Kommentar Auf der Flucht

Brüssel · Sie sind der Kollateralschaden der aktuellen Krisen: die Flüchtlinge. Menschen, die aus Angst davor fliehen, zwischen den Fronten in ihrer Heimat aufgerieben zu werden, Opfer politischer Fehden zu sein, die keine Rücksicht auf die Zivilbevölkerung nehmen. Was Experten vorausgesagt haben, ist längst eingetreten: Die Welle der Flüchtlinge schwillt an.

Tausende bezahlen die Hoffnung auf ein sicheres Leben mit dem Tod. Italien, Griechenland und Spanien haben sich viele Vorwürfe anhören müssen, weil die Klagen wegen Überlastung einfach nicht enden wollten. Wer aber die Situation vor Ort kennt, weiß: Das kann kein Land alleine schaffen.

Muss es auch nicht. Längst stimmt das Bild einer EU-Süd, die allein auf den Fluchtopfern sitzenbleibt, nicht mehr. Auch Deutschland engagiert sich. Für manche sogar zu sehr. Dabei wird in der öffentlichen Diskussion zu oft alles in einen Topf geworfen, was von außen kommt: Flüchtlinge und solche, denen Asyl zu Recht zusteht, brauchen unsere Solidarität und Hilfe.

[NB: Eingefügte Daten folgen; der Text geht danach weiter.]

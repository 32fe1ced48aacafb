//! Error types for the formatting core.
//!
//! Formatting itself never fails. The only fallible conversion is turning a
//! user-supplied string into a [`Theme`](crate::Theme), which happens at the
//! edges (command-line flags, prompt answers).

/// A string did not name one of the available themes.
#[derive(Debug, Clone, PartialEq, Eq, thiserror::Error)]
#[error("unknown theme '{input}' (expected one of: minimal, emoji, table)")]
pub struct ThemeParseError {
    input: String,
}

impl ThemeParseError {
    pub(crate) fn new(input: impl Into<String>) -> Self {
        Self {
            input: input.into(),
        }
    }

    /// The rejected input, as given.
    pub fn input(&self) -> &str {
        &self.input
    }
}

#[cfg(test)]
mod tests {
    use super::*;

    #[test]
    fn test_error_display() {
        let err = ThemeParseError::new("neon");
        assert!(err.to_string().contains("unknown theme 'neon'"));
        assert!(err.to_string().contains("minimal, emoji, table"));
        assert_eq!(err.input(), "neon");
    }
}
//! # Beautifier Render - Themed Formatting for Console Log Messages
//!
//! `beautifier-render` turns a logging call (a [`LogKind`] plus a sequence of
//! [`LogArg`] values) into a display string, according to the [`Theme`] that is
//! active in a shared [`ThemeRegistry`].
//!
//! This crate is the formatting core of the `beautifier` crate, but it has no
//! opinion about where output goes: it only builds strings.
//!
//! ## Core Concepts
//!
//! - [`Theme`]: Closed set of rendering strategies (`minimal`, `emoji`, `table`)
//! - [`ThemeRegistry`]: Holds the active theme; shared by everything that formats
//! - [`LogKind`]: The category of a logging call (`LOG`, `INFO`, `WARN`, `ERROR`)
//! - [`EmojiMap`]: Decorative prefix per kind for the emoji and table themes
//! - [`LogArg`]: One logged value, either a scalar or a structured composite
//! - [`MessageFormatter`]: Dispatches on the active theme and renders the message
//! - [`Clock`]: Supplies the timestamp shown in every message
//!
//! ## Quick Start
//!
//! ```rust
//! use std::sync::Arc;
//! use beautifier_render::{FixedClock, LogArg, LogKind, MessageFormatter, Theme, ThemeRegistry};
//!
//! let registry = Arc::new(ThemeRegistry::new());
//! let formatter = MessageFormatter::new(registry.clone())
//!     .with_clock(FixedClock::new("12:00:00"))
//!     .with_styling(Some(false));
//!
//! let line = formatter.format(LogKind::Log, &LogKind::Log.style(), &[LogArg::from("Hello")]);
//! assert_eq!(line, "[12:00:00] LOG Hello");
//!
//! registry.set_theme(Theme::Emoji);
//! let line = formatter.format(LogKind::Error, &LogKind::Error.style(), &[LogArg::from("bad")]);
//! assert_eq!(line, "[12:00:00] ❌ ERROR bad");
//! ```
//!
//! ## Styling
//!
//! All decoration goes through [`console::Style`]. Decoration never changes the
//! text content: [`console::strip_ansi_codes`] on any output yields the plain
//! rendering.

mod arg;
mod clock;
mod error;
mod formatter;
mod kind;
pub mod tabular;
pub mod theme;

pub use arg::{join_args, Composite, LogArg};
pub use clock::{Clock, FixedClock, LocalClock, DEFAULT_TIME_FORMAT};
pub use error::ThemeParseError;
pub use formatter::{MessageFormatter, TableLayout};
pub use kind::{EmojiMap, LogKind};
pub use theme::{available_themes, Theme, ThemeRegistry};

Aber diejenigen, die sich in betrügerischer Absicht das beste Sozialsystem der Welt zum Leben aussuchen wollen, müssen ausgeschlossen werden können. Deshalb geht, was die Bundesregierung am Mittwoch verabschiedet hat, aus mehreren Gründen in Ordnung. Man sortiert diejenigen aus, denen unsere Solidaritätsleistungen für Menschen in Not nicht zustehen, um sie für die zu erhalten, die sie wirklich brauchen. Dass man diese Neuregelung mit Zerrbildern vom vermeintlich massenhaften Sozialleistungsbetrug erkaufte, ist zwar richtig. Dennoch braucht ein Land, das sich nicht verschließt, eben auch einen gesellschaftlichen Konsens. Selbst wenn das Problem der illegalen Zuwanderer nur lokal begrenzt sein mag, muss sich ein Staat wehren können, bevor sein Sozialsystem regelrecht ausgebeutet wird.

Trotzdem ist die Bundesrepublik nicht aus dem Schneider. Denn wir bleiben als Europäer mitverantwortlich - nicht nur für das, was in unseren Städten passiert, sondern auch für das, was sich da gerade in dramatischer Weise im Mittelmeer abspielt. Dabei geht es gar nicht nur immer um Geld, sondern auch um das Gewicht unseres Landes. Ohne außenpolitische Aktivitäten, ohne Kooperationen mit jenen Staaten, aus denen die Menschen glauben fliehen zu müssen, werden weder die Gemeinschaft noch Deutschland zur Ruhe kommen.

Auch wenn man derzeit nicht einmal wissen kann, mit wem man im zerfallenden Libyen eigentlich verhandeln sollte, kommt man um Gespräche nicht herum. Und auch wenn weder Berlin noch Brüssel alle Schreckensherrschaften in Afrika beenden und durch demokratische Regierungen ersetzen können, wird man Fluchtursachen bekämpfen müssen. Um der Flüchtlinge, aber auch um der eigenen Grenzen willen.